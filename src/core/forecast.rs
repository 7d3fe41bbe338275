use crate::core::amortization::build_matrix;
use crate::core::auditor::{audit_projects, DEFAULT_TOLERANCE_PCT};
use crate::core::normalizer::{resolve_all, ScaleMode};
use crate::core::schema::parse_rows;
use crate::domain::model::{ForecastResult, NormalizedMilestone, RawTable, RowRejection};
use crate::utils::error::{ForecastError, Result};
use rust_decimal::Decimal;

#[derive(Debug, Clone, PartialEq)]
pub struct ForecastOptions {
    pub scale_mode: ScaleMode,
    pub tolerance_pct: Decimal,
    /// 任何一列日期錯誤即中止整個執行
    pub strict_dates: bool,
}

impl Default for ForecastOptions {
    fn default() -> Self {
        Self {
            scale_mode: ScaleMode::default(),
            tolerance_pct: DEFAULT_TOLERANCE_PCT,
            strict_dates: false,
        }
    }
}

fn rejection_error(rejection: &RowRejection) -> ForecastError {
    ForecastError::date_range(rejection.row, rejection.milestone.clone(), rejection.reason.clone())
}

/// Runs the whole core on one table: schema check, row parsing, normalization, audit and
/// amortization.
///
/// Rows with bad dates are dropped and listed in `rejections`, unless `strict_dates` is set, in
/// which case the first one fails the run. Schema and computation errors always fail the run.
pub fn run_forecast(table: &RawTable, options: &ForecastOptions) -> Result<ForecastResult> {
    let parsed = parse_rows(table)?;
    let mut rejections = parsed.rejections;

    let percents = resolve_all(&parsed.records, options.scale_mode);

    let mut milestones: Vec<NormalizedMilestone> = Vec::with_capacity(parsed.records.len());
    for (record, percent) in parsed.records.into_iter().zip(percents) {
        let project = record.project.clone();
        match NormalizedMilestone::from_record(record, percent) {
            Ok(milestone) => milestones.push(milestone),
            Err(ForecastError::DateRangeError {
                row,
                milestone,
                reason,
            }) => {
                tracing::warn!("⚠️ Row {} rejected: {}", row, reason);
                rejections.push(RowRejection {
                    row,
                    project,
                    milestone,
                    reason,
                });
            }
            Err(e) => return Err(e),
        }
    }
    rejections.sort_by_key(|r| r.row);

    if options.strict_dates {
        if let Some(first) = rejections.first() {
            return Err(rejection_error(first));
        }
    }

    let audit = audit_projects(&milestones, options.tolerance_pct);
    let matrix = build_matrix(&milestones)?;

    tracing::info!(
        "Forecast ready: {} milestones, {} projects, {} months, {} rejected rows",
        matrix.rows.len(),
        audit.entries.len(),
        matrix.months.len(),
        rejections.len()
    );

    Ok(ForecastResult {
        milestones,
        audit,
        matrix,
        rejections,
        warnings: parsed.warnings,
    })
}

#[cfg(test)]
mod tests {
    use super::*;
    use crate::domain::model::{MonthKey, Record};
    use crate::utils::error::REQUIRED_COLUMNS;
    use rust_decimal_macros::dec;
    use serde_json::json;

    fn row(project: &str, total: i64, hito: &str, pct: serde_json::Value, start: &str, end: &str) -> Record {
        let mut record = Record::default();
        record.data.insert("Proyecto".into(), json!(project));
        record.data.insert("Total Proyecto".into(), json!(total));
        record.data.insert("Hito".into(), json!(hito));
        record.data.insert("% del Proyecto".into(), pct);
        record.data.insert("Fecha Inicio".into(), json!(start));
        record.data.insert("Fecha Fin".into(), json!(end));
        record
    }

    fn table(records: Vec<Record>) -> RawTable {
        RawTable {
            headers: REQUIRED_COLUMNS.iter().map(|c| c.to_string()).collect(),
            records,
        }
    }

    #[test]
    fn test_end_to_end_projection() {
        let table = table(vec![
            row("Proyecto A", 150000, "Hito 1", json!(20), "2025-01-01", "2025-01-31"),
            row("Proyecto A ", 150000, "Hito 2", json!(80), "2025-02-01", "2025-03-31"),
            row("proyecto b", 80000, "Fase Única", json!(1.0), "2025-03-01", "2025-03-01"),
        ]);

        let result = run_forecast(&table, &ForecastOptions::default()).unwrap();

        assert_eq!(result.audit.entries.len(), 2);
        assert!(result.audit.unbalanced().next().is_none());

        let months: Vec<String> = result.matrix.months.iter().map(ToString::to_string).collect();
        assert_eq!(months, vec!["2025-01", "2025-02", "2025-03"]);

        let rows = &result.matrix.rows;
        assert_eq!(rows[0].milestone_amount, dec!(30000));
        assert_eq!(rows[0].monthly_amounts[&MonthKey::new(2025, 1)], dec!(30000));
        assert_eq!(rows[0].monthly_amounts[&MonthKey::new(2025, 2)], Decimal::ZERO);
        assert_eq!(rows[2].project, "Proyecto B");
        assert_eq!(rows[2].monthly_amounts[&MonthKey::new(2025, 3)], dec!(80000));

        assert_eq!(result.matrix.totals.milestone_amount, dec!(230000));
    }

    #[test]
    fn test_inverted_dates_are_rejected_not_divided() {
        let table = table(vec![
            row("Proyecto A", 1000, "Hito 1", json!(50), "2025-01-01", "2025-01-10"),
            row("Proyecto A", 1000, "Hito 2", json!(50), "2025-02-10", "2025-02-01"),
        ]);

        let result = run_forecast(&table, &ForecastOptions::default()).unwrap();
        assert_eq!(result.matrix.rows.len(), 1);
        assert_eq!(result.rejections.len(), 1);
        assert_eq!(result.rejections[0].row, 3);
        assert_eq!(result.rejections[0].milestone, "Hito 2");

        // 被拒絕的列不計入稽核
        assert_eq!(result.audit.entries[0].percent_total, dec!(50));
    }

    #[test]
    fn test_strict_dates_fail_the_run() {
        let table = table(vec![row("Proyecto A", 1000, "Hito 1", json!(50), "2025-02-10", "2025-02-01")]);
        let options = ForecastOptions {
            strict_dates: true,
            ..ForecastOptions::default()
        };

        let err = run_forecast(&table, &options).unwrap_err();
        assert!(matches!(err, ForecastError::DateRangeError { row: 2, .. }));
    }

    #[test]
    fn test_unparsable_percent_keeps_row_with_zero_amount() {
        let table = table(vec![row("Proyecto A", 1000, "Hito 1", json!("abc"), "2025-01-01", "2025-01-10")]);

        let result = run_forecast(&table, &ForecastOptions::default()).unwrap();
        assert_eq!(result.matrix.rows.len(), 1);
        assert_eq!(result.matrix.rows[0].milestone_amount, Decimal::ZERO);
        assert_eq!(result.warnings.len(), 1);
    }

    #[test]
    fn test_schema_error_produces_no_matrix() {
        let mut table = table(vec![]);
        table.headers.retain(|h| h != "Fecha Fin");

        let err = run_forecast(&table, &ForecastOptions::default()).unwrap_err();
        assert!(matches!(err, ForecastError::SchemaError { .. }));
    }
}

◇ ◇ ◇

_Problem_
Would you please copy exactly the part of the entries above that begins at the line containing "match NormalizedMilestone::from_record(record, percent)" and ends at the line containing "let mut record = Record::default();", both lines included?

_Answer space_
        match NormalizedMilestone::from_record(record, percent) {
            Ok(milestone) => milestones.push(milestone),
            Err(ForecastError::DateRangeError {
                row,
                milestone,
                reason,
            }) => {
                tracing::warn!("⚠️ Row {} rejected: {}", row, reason);
                rejections.push(RowRejection {
                    row,
                    project,
                    milestone,
                    reason,
                });
            }
            Err(e) => return Err(e),
        }
    }
    rejections.sort_by_key(|r| r.row);

    if options.strict_dates {
        if let Some(first) = rejections.first() {
            return Err(rejection_error(first));
        }
    }

    let audit = audit_projects(&milestones, options.tolerance_pct);
    let matrix = build_matrix(&milestones)?;

    tracing::info!(
        "Forecast ready: {} milestones, {} projects, {} months, {} rejected rows",
        matrix.rows.len(),
        audit.entries.len(),
        matrix.months.len(),
        rejections.len()
    );

    Ok(ForecastResult {
        milestones,
        audit,
        matrix,
        rejections,
        warnings: parsed.warnings,
    })
}

#[cfg(test)]
mod tests {
    use super::*;
    use crate::domain::model::{MonthKey, Record};
    use crate::utils::error::REQUIRED_COLUMNS;
    use rust_decimal_macros::dec;
    use serde_json::json;

    fn row(project: &str, total: i64, hito: &str, pct: serde_json::Value, start: &str, end: &str) -> Record {
        let mut record = Record::default();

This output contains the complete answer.